**DIRECTIONS FOR THIS TASK:**
Repeat the listing that follows exactly, please.

**INPUT DATA:**
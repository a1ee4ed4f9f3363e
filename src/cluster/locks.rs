//! Advisory server locks
//!
//! A server can be held by another subsystem (an in-flight shard move, a
//! maintenance action) without that hold being visible in the scanned
//! topology paths. The lock check is therefore a separate lookup,
//! re-evaluated on every attempt, and never folded into the write's
//! precondition set.

use crate::agency::{AgencyClient, AgencyPaths};
use crate::cluster::server_id::ServerId;
use crate::common::Result;
use async_trait::async_trait;
use serde_json::Value;
use std::collections::HashSet;
use std::sync::Arc;

/// External advisory-lock lookup.
#[async_trait]
pub trait LockProbe: Send + Sync {
    async fn is_server_locked(&self, server: &ServerId) -> Result<bool>;
}

/// Lock probe backed by the supervision job queues.
///
/// A server counts as locked while any queued (`Target/ToDo`) or running
/// (`Target/Pending`) supervision job references it.
pub struct SupervisionLockProbe<A> {
    agency: Arc<A>,
    paths: AgencyPaths,
}

impl<A> SupervisionLockProbe<A> {
    pub fn new(agency: Arc<A>, paths: AgencyPaths) -> Self {
        Self { agency, paths }
    }
}

fn job_references(job: &Value, id: &str) -> bool {
    ["server", "fromServer", "toServer"]
        .iter()
        .any(|field| job.get(*field).and_then(Value::as_str) == Some(id))
}

#[async_trait]
impl<A: AgencyClient> LockProbe for SupervisionLockProbe<A> {
    async fn is_server_locked(&self, server: &ServerId) -> Result<bool> {
        let tree = self
            .agency
            .read(&[self.paths.target_todo(), self.paths.target_pending()])
            .await?;
        let root = tree.get(self.paths.prefix()).cloned().unwrap_or(Value::Null);

        for queue in ["/Target/ToDo", "/Target/Pending"] {
            if let Some(jobs) = root.pointer(queue).and_then(Value::as_object) {
                if jobs
                    .values()
                    .any(|job| job_references(job, server.as_str()))
                {
                    return Ok(true);
                }
            }
        }
        Ok(false)
    }
}

/// Fixed lock set, for tests and tooling.
#[derive(Debug, Clone, Default)]
pub struct FixedLockProbe {
    locked: HashSet<String>,
}

impl FixedLockProbe {
    /// A probe that reports every server unlocked.
    pub fn unlocked() -> Self {
        Self::default()
    }

    pub fn locking<I, S>(ids: I) -> Self
    where
        I: IntoIterator<Item = S>,
        S: Into<String>,
    {
        Self {
            locked: ids.into_iter().map(Into::into).collect(),
        }
    }
}

#[async_trait]
impl LockProbe for FixedLockProbe {
    async fn is_server_locked(&self, server: &ServerId) -> Result<bool> {
        Ok(self.locked.contains(server.as_str()))
    }
}

#[cfg(test)]
mod tests {
    use super::*;
    use crate::agency::MemoryAgency;
    use serde_json::json;

    #[tokio::test]
    async fn test_supervision_probe_sees_queued_jobs() {
        let agency = Arc::new(MemoryAgency::with_tree(json!({
            "arango": {
                "Target": {
                    "ToDo": {
                        "job-1": {
                            "type": "moveShard",
                            "fromServer": "PRMR-1",
                            "toServer": "PRMR-2",
                        }
                    },
                    "Pending": {},
                }
            }
        })));
        let probe = SupervisionLockProbe::new(agency, AgencyPaths::default());

        let from = ServerId::parse("PRMR-1").unwrap();
        let to = ServerId::parse("PRMR-2").unwrap();
        let other = ServerId::parse("PRMR-3").unwrap();
        assert!(probe.is_server_locked(&from).await.unwrap());
        assert!(probe.is_server_locked(&to).await.unwrap());
        assert!(!probe.is_server_locked(&other).await.unwrap());
    }

    #[tokio::test]
    async fn test_fixed_probe() {
        let probe = FixedLockProbe::locking(["PRMR-1"]);
        assert!(probe
            .is_server_locked(&ServerId::parse("PRMR-1").unwrap())
            .await
            .unwrap());
        assert!(!probe
            .is_server_locked(&ServerId::parse("PRMR-2").unwrap())
            .await
            .unwrap());
    }
}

**ANSWER TO THIS TASK:**
repository a1ee4ed4f9f3363e
filename src/cluster/locks.rs
//! Advisory server locks
//!
//! A server can be held by another subsystem (an in-flight shard move, a
//! maintenance action) without that hold being visible in the scanned
//! topology paths. The lock check is therefore a separate lookup,
//! re-evaluated on every attempt, and never folded into the write's
//! precondition set.

use crate::agency::{AgencyClient, AgencyPaths};
use crate::cluster::server_id::ServerId;
use crate::common::Result;
use async_trait::async_trait;
use serde_json::Value;
use std::collections::HashSet;
use std::sync::Arc;

/// External advisory-lock lookup.
#[async_trait]
pub trait LockProbe: Send + Sync {
    async fn is_server_locked(&self, server: &ServerId) -> Result<bool>;
}

/// Lock probe backed by the supervision job queues.
///
/// A server counts as locked while any queued (`Target/ToDo`) or running
/// (`Target/Pending`) supervision job references it.
pub struct SupervisionLockProbe<A> {
    agency: Arc<A>,
    paths: AgencyPaths,
}

impl<A> SupervisionLockProbe<A> {
    pub fn new(agency: Arc<A>, paths: AgencyPaths) -> Self {
        Self { agency, paths }
    }
}

fn job_references(job: &Value, id: &str) -> bool {
    ["server", "fromServer", "toServer"]
        .iter()
        .any(|field| job.get(*field).and_then(Value::as_str) == Some(id))
}

#[async_trait]
impl<A: AgencyClient> LockProbe for SupervisionLockProbe<A> {
    async fn is_server_locked(&self, server: &ServerId) -> Result<bool> {
        let tree = self
            .agency
            .read(&[self.paths.target_todo(), self.paths.target_pending()])
            .await?;
        let root = tree.get(self.paths.prefix()).cloned().unwrap_or(Value::Null);

        for queue in ["/Target/ToDo", "/Target/Pending"] {
            if let Some(jobs) = root.pointer(queue).and_then(Value::as_object) {
                if jobs
                    .values()
                    .any(|job| job_references(job, server.as_str()))
                {
                    return Ok(true);
                }
            }
        }
        Ok(false)
    }
}

/// Fixed lock set, for tests and tooling.
#[derive(Debug, Clone, Default)]
pub struct FixedLockProbe {
    locked: HashSet<String>,
}

impl FixedLockProbe {
    /// A probe that reports every server unlocked.
    pub fn unlocked() -> Self {
        Self::default()
    }

    pub fn locking<I, S>(ids: I) -> Self
    where
        I: IntoIterator<Item = S>,
        S: Into<String>,
    {
        Self {
            locked: ids.into_iter().map(Into::into).collect(),
        }
    }
}

#[async_trait]
impl LockProbe for FixedLockProbe {
    async fn is_server_locked(&self, server: &ServerId) -> Result<bool> {
        Ok(self.locked.contains(server.as_str()))
    }
}

#[cfg(test)]
mod tests {
    use super::*;
    use crate::agency::MemoryAgency;
    use serde_json::json;

    #[tokio::test]
    async fn test_supervision_probe_sees_queued_jobs() {
        let agency = Arc::new(MemoryAgency::with_tree(json!({
            "arango": {
                "Target": {
                    "ToDo": {
                        "job-1": {
                            "type": "moveShard",
                            "fromServer": "PRMR-1",
                            "toServer": "PRMR-2",
                        }
                    },
                    "Pending": {},
                }
            }
        })));
        let probe = SupervisionLockProbe::new(agency, AgencyPaths::default());

        let from = ServerId::parse("PRMR-1").unwrap();
        let to = ServerId::parse("PRMR-2").unwrap();
        let other = ServerId::parse("PRMR-3").unwrap();
        assert!(probe.is_server_locked(&from).await.unwrap());
        assert!(probe.is_server_locked(&to).await.unwrap());
        assert!(!probe.is_server_locked(&other).await.unwrap());
    }

    #[tokio::test]
    async fn test_fixed_probe() {
        let probe = FixedLockProbe::locking(["PRMR-1"]);
        assert!(probe
            .is_server_locked(&ServerId::parse("PRMR-1").unwrap())
            .await
            .unwrap());
        assert!(!probe
            .is_server_locked(&ServerId::parse("PRMR-2").unwrap())
            .await
            .unwrap());
    }
}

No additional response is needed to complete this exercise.